Three dominant themes in the discussion
| Theme | Summary | Illustrative quote |
|---|---|---|
| 1. Existing tooling for syncing code across repos | Participants note that similar solutions (git‑subtree, Josh, fbshipit, etc.) have long been used to move or mirror code between monorepos and external repositories. | “Nice, I built something similar ~5 years ago using nested git repos and scripts to accomplish a similar purpose of combined private and public repos.” – namanyayg |
| 2. One‑way export/mirroring to avoid dependency overhead | The most common use case described is exporting a slice of a monorepo to a public repo (or vice‑versa) so teams can treat the code as “copied” rather than maintain a formal library dependency. | “It can also be used if you want part of your monorepo to track something open source from the world.” – fipar |
| 3. Practical concerns: performance, transforms, and alternatives | Users warn that naïve sync tools can be slow, require custom transforms, and sometimes bite‑size scripts (e.g., git‑filter-repo) outperform heavierweight systems.

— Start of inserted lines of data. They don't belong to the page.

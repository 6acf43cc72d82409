//! Error types for the Bookshelf server

use axum::{
    http::StatusCode,
    response::{IntoResponse, Response},
    Json,
};
use serde::Serialize;
use thiserror::Error;

use crate::{repository::RepositoryError, validation::ValidationError};

/// Main application error type
#[derive(Error, Debug)]
pub enum AppError {
    #[error(transparent)]
    Validation(#[from] ValidationError),

    #[error("{0}")]
    DuplicateKey(String),

    #[error("{0}")]
    InvalidIdentifier(String),

    #[error("{0}")]
    NotFound(String),

    #[error("Bad request: {0}")]
    BadRequest(String),

    /// Unexpected storage failure; `message` is what the client sees
    #[error("{message}: {source}")]
    Storage {
        message: &'static str,
        #[source]
        source: RepositoryError,
    },

    #[error("{message}: timed out after {after_secs}s")]
    StorageTimeout {
        message: &'static str,
        after_secs: u64,
    },
}

impl AppError {
    /// Category name reported in the `error` field of the response body
    pub fn category(&self) -> &'static str {
        match self {
            AppError::Validation(ValidationError::MissingField(_)) => "MissingField",
            AppError::Validation(ValidationError::InvalidFormat(_)) => "InvalidFormat",
            AppError::Validation(ValidationError::InvalidRange(_)) => "InvalidRange",
            AppError::DuplicateKey(_) => "DuplicateKey",
            AppError::InvalidIdentifier(_) => "InvalidIdentifier",
            AppError::NotFound(_) => "NotFound",
            AppError::BadRequest(_) => "BadRequest",
            AppError::Storage { .. } | AppError::StorageTimeout { .. } => "StorageError",
        }
    }

    pub fn status(&self) -> StatusCode {
        match self {
            AppError::Validation(_)
            | AppError::DuplicateKey(_)
            | AppError::InvalidIdentifier(_)
            | AppError::BadRequest(_) => StatusCode::BAD_REQUEST,
            AppError::NotFound(_) => StatusCode::NOT_FOUND,
            AppError::Storage { .. } | AppError::StorageTimeout { .. } => {
                StatusCode::INTERNAL_SERVER_ERROR
            }
        }
    }

    fn client_message(&self) -> String {
        match self {
            AppError::Storage { message, .. } | AppError::StorageTimeout { message, .. } => {
                message.to_string()
            }
            AppError::BadRequest(msg) => msg.clone(),
            other => other.to_string(),
        }
    }
}

/// Error response body
#[derive(Serialize, utoipa::ToSchema)]
pub struct ErrorResponse {
    /// Always `false`
    pub success: bool,
    pub message: String,
    /// Error category, e.g. `DuplicateKey`
    pub error: String,
}

impl IntoResponse for AppError {
    fn into_response(self) -> Response {
        let status = self.status();
        if status.is_server_error() {
            tracing::error!(error = %self, "Storage error");
        }

        let body = Json(ErrorResponse {
            success: false,
            message: self.client_message(),
            error: self.category().to_string(),
        });

        (status, body).into_response()
    }
}

/// Result type alias for application operations
pub type AppResult<T> = Result<T, AppError>;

They also point out that Copybara is overkill for pure mirrors but invaluable when path remapping or header stripping is needed. |
“If you're even toying with an internal monorepo you owe it to yourself to give it a try.” – xyzzy_plugh “The one‑way pattern is actually how Google uses it internally too…” – neprotivo |
Takeaway – The conversation revolves around established patterns for moving code between monorepos and external repos, the specific niche of one‑way exports to sidestep dependency management, and the pragmatic trade‑offs (speed, transform support, and alternative implementations) that dictate whether Copybara‑style tools are adopted.